Advancing Clinical Research with Large-Scale EHR Data and Machine Learning
Yi Guo, PhD, FAMIA
Department of Health Outcomes and Biomedical Informatics, University of Florida
The widespread adoption of electronic health record (EHR) systems has created unprecedented opportunities for data-driven clinical research by enabling access to large-scale, longitudinal real-world data (RWD). National initiatives such as PCORnet have demonstrated how harmonized EHR and claims data can support population-scale analytics across diverse health systems.

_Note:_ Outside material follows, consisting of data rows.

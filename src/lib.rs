//! Agent Pool: streaming agent conversations on isolated worker processes.

pub mod config;
pub mod context;
pub mod engine;
pub mod error;
pub mod pool;
pub mod protocol;
pub mod session;
pub mod worker;
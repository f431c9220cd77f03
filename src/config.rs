//! Configuration types.

use std::path::PathBuf;
use std::str::FromStr;
use std::time::Duration;

use crate::error::ConfigError;

pub const ENV_POOL_SIZE: &str = "AGENT_POOL_SIZE";
pub const ENV_WORKER_BIN: &str = "AGENT_POOL_WORKER_BIN";
pub const ENV_ENGINE: &str = "AGENT_POOL_ENGINE";
pub const ENV_READY_TIMEOUT: &str = "AGENT_POOL_READY_TIMEOUT_SECS";
pub const ENV_SHUTDOWN_TIMEOUT: &str = "AGENT_POOL_SHUTDOWN_TIMEOUT_SECS";
pub const ENV_RESPAWN_DELAY: &str = "AGENT_POOL_RESPAWN_DELAY_MS";
pub const ENV_CLAUDE_BIN: &str = "AGENT_POOL_CLAUDE_BIN";
pub const ENV_ECHO_DELAY: &str = "AGENT_POOL_ECHO_DELAY_MS";

/// Name of the worker executable shipped next to the control binary.
pub const WORKER_BINARY_NAME: &str = "agent-pool-worker";

/// Which agent-query engine the workers drive.
#[derive(Debug, Clone, Copy, PartialEq, Eq)]
pub enum EngineKind {
    /// The `claude` CLI in stream-json mode.
    Claude,
    /// Offline engine that streams a synthetic conversation.
    Echo,
}

impl EngineKind {
    pub fn as_str(&self) -> &'static str {
        match self {
            Self::Claude => "claude",
            Self::Echo => "echo",
        }
    }
}

impl FromStr for EngineKind {
    type Err = String;

    fn from_str(s: &str) -> Result<Self, Self::Err> {
        match s.trim().to_lowercase().as_str() {
            "claude" => Ok(Self::Claude),
            "echo" => Ok(Self::Echo),
            other => Err(format!("unknown engine '{other}' (expected 'claude' or 'echo')")),
        }
    }
}

/// Engine settings, shared by the manager (which forwards them) and the
/// worker process (which reads them back from its environment).
#[derive(Debug, Clone)]
pub struct EngineConfig {
    pub kind: EngineKind,
    /// Program invoked by the Claude engine.
    pub claude_program: String,
    /// Pause between items emitted by the echo engine.
    pub echo_delay: Duration,
}

impl Default for EngineConfig {
    fn default() -> Self {
        Self {
            kind: EngineKind::Claude,
            claude_program: "claude".to_string(),
            echo_delay: Duration::from_millis(20),
        }
    }
}

impl EngineConfig {
    /// Build from environment variables.
    pub fn from_env() -> Result<Self, ConfigError> {
        Self::from_lookup(|key| std::env::var(key).ok())
    }

    /// Build from an arbitrary key lookup.
    pub fn from_lookup<F>(lookup: F) -> Result<Self, ConfigError>
    where
        F: Fn(&str) -> Option<String>,
    {
        let defaults = Self::default();
        let kind = match lookup(ENV_ENGINE) {
            Some(raw) => raw.parse().map_err(|message| ConfigError::InvalidValue {
                key: ENV_ENGINE.to_string(),
                message,
            })?,
            None => defaults.kind,
        };
        let claude_program = lookup(ENV_CLAUDE_BIN)
            .filter(|s| !s.trim().is_empty())
            .unwrap_or(defaults.claude_program);
        let echo_delay = Duration::from_millis(parse_or(&lookup, ENV_ECHO_DELAY, 20u64)?);

        Ok(Self {
            kind,
            claude_program,
            echo_delay,
        })
    }

    /// Environment passed to worker processes so they build the same engine.
    pub fn to_env(&self) -> Vec<(String, String)> {
        vec![
            (ENV_ENGINE.to_string(), self.kind.as_str().to_string()),
            (ENV_CLAUDE_BIN.to_string(), self.claude_program.clone()),
            (
                ENV_ECHO_DELAY.to_string(),
                self.echo_delay.as_millis().to_string(),
            ),
        ]
    }
}

/// Worker pool configuration.
#[derive(Debug, Clone)]
pub struct PoolConfig {
    /// Number of worker processes.
    pub pool_size: usize,
    /// Worker executable.
    pub worker_program: PathBuf,
    /// Extra arguments for the worker executable.
    pub worker_args: Vec<String>,
    /// Engine the workers run.
    pub engine: EngineConfig,
    /// How long `start()` waits for every worker to report ready.
    pub ready_timeout: Duration,
    /// How long `stop()` waits for shutdown acknowledgments before killing.
    pub shutdown_timeout: Duration,
    /// Pause before retrying a failed worker launch.
    pub respawn_delay: Duration,
}

impl Default for PoolConfig {
    fn default() -> Self {
        Self {
            pool_size: 2,
            worker_program: default_worker_program(),
            worker_args: Vec::new(),
            engine: EngineConfig::default(),
            ready_timeout: Duration::from_secs(30),
            shutdown_timeout: Duration::from_secs(10),
            respawn_delay: Duration::from_millis(500),
        }
    }
}

impl PoolConfig {
    /// Build config from environment variables.
    pub fn from_env() -> Result<Self, ConfigError> {
        Self::from_lookup(|key| std::env::var(key).ok())
    }

    /// Build config from an arbitrary key lookup.
    pub fn from_lookup<F>(lookup: F) -> Result<Self, ConfigError>
    where
        F: Fn(&str) -> Option<String>,
    {
        let defaults = Self::default();

        let pool_size: usize = parse_or(&lookup, ENV_POOL_SIZE, defaults.pool_size)?;
        if pool_size == 0 {
            return Err(ConfigError::InvalidValue {
                key: ENV_POOL_SIZE.to_string(),
                message: "pool size must be at least 1".to_string(),
            });
        }

        let worker_program = lookup(ENV_WORKER_BIN)
            .filter(|s| !s.trim().is_empty())
            .map(PathBuf::from)
            .unwrap_or(defaults.worker_program);

        Ok(Self {
            pool_size,
            worker_program,
            worker_args: defaults.worker_args,
            engine: EngineConfig::from_lookup(&lookup)?,
            ready_timeout: Duration::from_secs(parse_or(
                &lookup,
                ENV_READY_TIMEOUT,
                defaults.ready_timeout.as_secs(),
            )?),
            shutdown_timeout: Duration::from_secs(parse_or(
                &lookup,
                ENV_SHUTDOWN_TIMEOUT,
                defaults.shutdown_timeout.as_secs(),
            )?),
            respawn_delay: Duration::from_millis(parse_or(
                &lookup,
                ENV_RESPAWN_DELAY,
                defaults.respawn_delay.as_millis() as u64,
            )?),
        })
    }
}

/// `agent-pool-worker` next to the running executable, or bare on `$PATH`.
fn default_worker_program() -> PathBuf {
    std::env::current_exe()
        .ok()
        .and_then(|exe| exe.parent().map(|dir| dir.join(WORKER_BINARY_NAME)))
        .filter(|path| path.exists())
        .unwrap_or_else(|| PathBuf::from(WORKER_BINARY_NAME))
}

fn parse_or<F, T>(lookup: &F, key: &str, default: T) -> Result<T, ConfigError>
where
    F: Fn(&str) -> Option<String>,
    T: FromStr,
    T::Err: std::fmt::Display,
{
    match lookup(key) {
        Some(raw) if !raw.trim().is_empty() => {
            raw.trim()
                .parse()
                .map_err(|e: T::Err| ConfigError::InvalidValue {
                    key: key.to_string(),
                    message: e.to_string(),
                })
        }
        _ => Ok(default),
    }
}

As one of the eight PCORnet networks, the OneFlorida+ Clinical Research Network maintains a centralized repository of linked, longitudinal RWD for over 20 million patients across multiple U.S. states. This talk will introduce the OneFlorida+ data infrastructure from a data science perspective and discuss how large-scale clinical data can be integrated with machine learning and artificial intelligence methods for tasks such as phenotyping, risk prediction, and outcome modeling. Particular emphasis will be placed on methodological considerations, including data heterogeneity, temporal structure, bias, and causal interpretation, that are critical for translating advanced analytics into robust and trustworthy clinical insights.
Keywords: Real-World Data, Machine Learning in Healthcare, Causal Inference.